*** SOURCE DATA ***
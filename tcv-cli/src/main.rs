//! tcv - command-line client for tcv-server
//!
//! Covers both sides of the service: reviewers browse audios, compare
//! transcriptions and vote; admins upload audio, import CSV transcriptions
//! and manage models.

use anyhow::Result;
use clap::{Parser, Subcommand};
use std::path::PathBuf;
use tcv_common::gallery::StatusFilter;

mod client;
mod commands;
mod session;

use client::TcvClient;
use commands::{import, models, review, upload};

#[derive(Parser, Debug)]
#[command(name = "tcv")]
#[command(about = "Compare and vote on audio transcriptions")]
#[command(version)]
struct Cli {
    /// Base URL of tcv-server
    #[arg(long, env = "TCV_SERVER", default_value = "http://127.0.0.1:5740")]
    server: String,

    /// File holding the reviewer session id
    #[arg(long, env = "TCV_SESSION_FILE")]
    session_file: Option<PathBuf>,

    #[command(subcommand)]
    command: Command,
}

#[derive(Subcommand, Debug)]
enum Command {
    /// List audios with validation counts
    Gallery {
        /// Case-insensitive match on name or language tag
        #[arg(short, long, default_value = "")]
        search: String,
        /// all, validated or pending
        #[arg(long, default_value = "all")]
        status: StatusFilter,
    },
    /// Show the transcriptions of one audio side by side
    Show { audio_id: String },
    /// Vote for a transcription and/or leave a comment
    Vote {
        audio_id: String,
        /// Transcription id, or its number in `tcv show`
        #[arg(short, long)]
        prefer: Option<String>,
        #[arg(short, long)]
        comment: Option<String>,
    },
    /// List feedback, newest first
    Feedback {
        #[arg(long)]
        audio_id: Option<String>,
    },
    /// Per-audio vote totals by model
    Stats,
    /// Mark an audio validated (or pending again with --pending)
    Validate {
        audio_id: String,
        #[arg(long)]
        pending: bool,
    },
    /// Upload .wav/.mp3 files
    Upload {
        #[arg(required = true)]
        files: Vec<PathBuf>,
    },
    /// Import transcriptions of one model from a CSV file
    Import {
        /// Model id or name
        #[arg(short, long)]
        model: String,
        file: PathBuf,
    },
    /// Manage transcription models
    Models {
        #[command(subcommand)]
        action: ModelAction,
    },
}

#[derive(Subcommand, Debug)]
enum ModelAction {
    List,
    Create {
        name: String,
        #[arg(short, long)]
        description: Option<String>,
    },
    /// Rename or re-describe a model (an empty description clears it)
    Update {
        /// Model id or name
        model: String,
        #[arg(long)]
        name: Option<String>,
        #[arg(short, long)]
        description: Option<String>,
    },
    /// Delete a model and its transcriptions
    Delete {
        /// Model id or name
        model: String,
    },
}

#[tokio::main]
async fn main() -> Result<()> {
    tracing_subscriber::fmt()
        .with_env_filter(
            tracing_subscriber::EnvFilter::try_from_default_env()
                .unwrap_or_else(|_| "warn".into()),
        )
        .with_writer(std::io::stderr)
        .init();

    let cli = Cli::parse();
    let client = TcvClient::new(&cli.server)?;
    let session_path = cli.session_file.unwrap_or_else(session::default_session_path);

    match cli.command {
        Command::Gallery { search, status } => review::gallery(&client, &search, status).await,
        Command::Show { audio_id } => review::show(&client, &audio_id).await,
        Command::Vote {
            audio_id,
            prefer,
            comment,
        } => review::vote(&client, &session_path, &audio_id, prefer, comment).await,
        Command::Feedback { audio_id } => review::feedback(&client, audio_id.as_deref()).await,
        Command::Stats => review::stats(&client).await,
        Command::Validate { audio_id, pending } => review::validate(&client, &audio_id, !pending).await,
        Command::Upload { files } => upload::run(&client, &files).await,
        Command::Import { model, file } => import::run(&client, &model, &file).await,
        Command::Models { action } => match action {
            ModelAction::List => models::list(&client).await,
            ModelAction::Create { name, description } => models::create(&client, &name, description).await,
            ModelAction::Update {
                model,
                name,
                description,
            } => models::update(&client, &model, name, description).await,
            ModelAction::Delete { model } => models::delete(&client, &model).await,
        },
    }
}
*** End of SOURCE DATA ***
*** SOURCE DATA ***
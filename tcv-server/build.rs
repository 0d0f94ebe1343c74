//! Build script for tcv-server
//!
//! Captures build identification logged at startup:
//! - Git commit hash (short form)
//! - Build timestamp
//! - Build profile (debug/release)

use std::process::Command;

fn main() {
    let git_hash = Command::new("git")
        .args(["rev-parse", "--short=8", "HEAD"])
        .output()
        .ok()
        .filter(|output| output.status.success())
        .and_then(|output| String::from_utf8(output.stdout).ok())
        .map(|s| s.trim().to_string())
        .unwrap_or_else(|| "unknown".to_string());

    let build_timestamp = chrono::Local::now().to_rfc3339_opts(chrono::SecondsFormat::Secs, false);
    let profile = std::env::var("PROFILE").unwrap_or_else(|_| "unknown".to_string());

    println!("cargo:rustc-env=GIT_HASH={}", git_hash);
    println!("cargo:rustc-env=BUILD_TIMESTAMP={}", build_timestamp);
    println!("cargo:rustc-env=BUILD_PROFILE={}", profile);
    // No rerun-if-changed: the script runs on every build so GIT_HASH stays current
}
*** End of SOURCE DATA ***
*** SOURCE DATA ***
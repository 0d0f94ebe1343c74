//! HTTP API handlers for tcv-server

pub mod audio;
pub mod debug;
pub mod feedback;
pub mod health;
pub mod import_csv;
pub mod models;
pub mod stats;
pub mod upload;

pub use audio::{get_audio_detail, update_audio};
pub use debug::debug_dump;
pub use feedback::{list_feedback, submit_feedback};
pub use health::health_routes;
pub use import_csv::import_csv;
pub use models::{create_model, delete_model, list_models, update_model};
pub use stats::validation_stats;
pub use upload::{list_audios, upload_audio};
*** End of SOURCE DATA ***
TASK DIRECTIONS: From the records above, quote only the lines running from the line with "filename tcv-cli/src/main.rs" to the line with "URL of tcv-server", both lines included.

ANSWER TO THE EXERCISE:
filename tcv-cli/src/main.rs
//! tcv - command-line client for tcv-server
//!
//! Covers both sides of the service: reviewers browse audios, compare
//! transcriptions and vote; admins upload audio, import CSV transcriptions
//! and manage models.

use anyhow::Result;
use clap::{Parser, Subcommand};
use std::path::PathBuf;
use tcv_common::gallery::StatusFilter;

mod client;
mod commands;
mod session;

use client::TcvClient;
use commands::{import, models, review, upload};

#[derive(Parser, Debug)]
#[command(name = "tcv")]
#[command(about = "Compare and vote on audio transcriptions")]
#[command(version)]
struct Cli {
    /// Base URL of tcv-server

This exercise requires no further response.